(Information provided begins)

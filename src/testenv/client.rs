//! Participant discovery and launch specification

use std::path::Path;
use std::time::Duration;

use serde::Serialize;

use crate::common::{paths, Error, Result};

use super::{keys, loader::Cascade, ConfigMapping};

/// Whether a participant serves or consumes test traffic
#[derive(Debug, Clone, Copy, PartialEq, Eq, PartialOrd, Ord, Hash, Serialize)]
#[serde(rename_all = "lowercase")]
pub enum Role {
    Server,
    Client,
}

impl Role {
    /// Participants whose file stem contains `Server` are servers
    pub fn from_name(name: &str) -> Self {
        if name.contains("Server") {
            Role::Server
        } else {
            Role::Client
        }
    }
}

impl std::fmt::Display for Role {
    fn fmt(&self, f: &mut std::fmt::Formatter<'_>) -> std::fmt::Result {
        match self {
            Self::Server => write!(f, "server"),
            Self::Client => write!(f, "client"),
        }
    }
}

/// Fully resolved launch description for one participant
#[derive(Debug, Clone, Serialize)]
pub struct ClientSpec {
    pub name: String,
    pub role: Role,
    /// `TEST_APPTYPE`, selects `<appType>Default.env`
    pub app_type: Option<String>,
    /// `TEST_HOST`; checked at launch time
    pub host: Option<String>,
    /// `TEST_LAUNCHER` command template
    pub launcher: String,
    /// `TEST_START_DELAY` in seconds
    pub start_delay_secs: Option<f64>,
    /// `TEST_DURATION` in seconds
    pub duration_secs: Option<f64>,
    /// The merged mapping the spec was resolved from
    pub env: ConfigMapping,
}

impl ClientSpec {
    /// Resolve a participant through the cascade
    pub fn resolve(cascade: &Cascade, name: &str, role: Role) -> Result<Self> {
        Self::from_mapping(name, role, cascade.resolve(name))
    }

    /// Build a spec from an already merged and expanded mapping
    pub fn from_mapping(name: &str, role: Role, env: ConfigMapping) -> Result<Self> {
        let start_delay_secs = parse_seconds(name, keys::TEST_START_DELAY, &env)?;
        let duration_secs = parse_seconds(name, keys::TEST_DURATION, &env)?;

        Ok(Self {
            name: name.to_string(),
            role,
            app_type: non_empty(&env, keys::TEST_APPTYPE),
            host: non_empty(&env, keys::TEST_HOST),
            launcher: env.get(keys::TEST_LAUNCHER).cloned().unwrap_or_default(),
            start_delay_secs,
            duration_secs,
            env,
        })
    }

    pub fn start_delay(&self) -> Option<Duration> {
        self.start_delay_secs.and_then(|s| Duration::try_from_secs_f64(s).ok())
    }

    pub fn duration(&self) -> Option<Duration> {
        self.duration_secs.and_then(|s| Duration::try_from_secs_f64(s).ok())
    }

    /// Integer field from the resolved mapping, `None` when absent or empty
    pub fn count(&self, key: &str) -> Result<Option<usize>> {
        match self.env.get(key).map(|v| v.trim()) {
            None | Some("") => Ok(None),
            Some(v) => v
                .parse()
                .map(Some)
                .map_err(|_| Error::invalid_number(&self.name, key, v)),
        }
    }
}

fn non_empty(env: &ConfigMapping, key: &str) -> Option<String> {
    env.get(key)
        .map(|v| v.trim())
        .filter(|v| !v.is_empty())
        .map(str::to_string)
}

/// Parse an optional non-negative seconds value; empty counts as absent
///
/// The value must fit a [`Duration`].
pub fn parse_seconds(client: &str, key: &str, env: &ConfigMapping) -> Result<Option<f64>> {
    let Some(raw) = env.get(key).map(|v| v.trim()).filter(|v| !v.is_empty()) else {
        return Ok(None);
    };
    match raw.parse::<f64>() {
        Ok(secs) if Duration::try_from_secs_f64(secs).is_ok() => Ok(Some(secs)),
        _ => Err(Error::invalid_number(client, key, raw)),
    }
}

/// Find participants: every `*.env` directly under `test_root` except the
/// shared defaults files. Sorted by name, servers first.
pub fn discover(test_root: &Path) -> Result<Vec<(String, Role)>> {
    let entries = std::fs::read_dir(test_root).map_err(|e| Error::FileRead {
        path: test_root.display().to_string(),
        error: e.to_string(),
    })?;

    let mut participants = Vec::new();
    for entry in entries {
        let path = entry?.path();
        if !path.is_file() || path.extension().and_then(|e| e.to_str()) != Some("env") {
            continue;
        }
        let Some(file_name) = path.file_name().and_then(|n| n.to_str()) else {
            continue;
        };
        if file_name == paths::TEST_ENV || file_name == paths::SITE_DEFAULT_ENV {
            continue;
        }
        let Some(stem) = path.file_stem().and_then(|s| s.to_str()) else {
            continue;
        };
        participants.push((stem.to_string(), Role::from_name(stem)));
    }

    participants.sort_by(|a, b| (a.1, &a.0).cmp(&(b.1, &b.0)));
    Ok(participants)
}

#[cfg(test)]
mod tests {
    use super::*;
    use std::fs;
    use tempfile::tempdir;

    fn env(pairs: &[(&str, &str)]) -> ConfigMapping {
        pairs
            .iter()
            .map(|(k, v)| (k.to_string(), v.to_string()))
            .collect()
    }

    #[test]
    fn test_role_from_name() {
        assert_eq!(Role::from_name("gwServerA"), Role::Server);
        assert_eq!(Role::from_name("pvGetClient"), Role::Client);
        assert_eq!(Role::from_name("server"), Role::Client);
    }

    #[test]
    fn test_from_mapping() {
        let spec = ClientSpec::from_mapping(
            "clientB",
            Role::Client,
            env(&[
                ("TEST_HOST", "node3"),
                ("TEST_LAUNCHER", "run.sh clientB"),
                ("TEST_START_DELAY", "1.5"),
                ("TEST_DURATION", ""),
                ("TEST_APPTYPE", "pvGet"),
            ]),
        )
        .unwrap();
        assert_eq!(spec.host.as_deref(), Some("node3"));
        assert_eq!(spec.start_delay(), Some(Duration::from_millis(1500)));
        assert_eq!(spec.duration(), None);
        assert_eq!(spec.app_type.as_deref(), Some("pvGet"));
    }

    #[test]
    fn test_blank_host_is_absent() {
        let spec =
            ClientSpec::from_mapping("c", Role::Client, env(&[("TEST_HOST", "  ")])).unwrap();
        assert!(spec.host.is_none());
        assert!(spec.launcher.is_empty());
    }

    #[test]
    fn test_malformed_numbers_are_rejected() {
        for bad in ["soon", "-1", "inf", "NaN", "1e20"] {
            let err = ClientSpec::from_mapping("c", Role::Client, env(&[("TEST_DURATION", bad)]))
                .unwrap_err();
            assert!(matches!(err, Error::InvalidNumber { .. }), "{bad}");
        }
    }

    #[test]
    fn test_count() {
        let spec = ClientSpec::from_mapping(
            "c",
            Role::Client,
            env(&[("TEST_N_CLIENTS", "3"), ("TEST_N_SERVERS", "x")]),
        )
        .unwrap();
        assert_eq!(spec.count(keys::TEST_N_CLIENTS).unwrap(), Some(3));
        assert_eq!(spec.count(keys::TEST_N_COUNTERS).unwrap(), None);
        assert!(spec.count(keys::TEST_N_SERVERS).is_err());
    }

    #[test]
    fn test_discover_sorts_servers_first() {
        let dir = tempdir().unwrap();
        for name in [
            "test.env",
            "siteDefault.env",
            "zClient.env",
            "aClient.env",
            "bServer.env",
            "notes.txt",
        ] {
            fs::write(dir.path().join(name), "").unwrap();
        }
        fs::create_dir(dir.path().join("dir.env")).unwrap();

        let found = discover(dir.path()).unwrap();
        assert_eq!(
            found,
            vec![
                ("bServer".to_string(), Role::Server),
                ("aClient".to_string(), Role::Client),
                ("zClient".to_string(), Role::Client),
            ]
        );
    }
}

(Information provided ends)

From the records above, give again exactly the lines running from the line with "pub fn count(&self, key: &str)" to the line with "The value must", inclusive.

_The answer_.
    pub fn count(&self, key: &str) -> Result<Option<usize>> {
        match self.env.get(key).map(|v| v.trim()) {
            None | Some("") => Ok(None),
            Some(v) => v
                .parse()
                .map(Some)
                .map_err(|_| Error::invalid_number(&self.name, key, v)),
        }
    }
}

fn non_empty(env: &ConfigMapping, key: &str) -> Option<String> {
    env.get(key)
        .map(|v| v.trim())
        .filter(|v| !v.is_empty())
        .map(str::to_string)
}

/// Parse an optional non-negative seconds value; empty counts as absent
///
/// The value must fit a [`Duration`].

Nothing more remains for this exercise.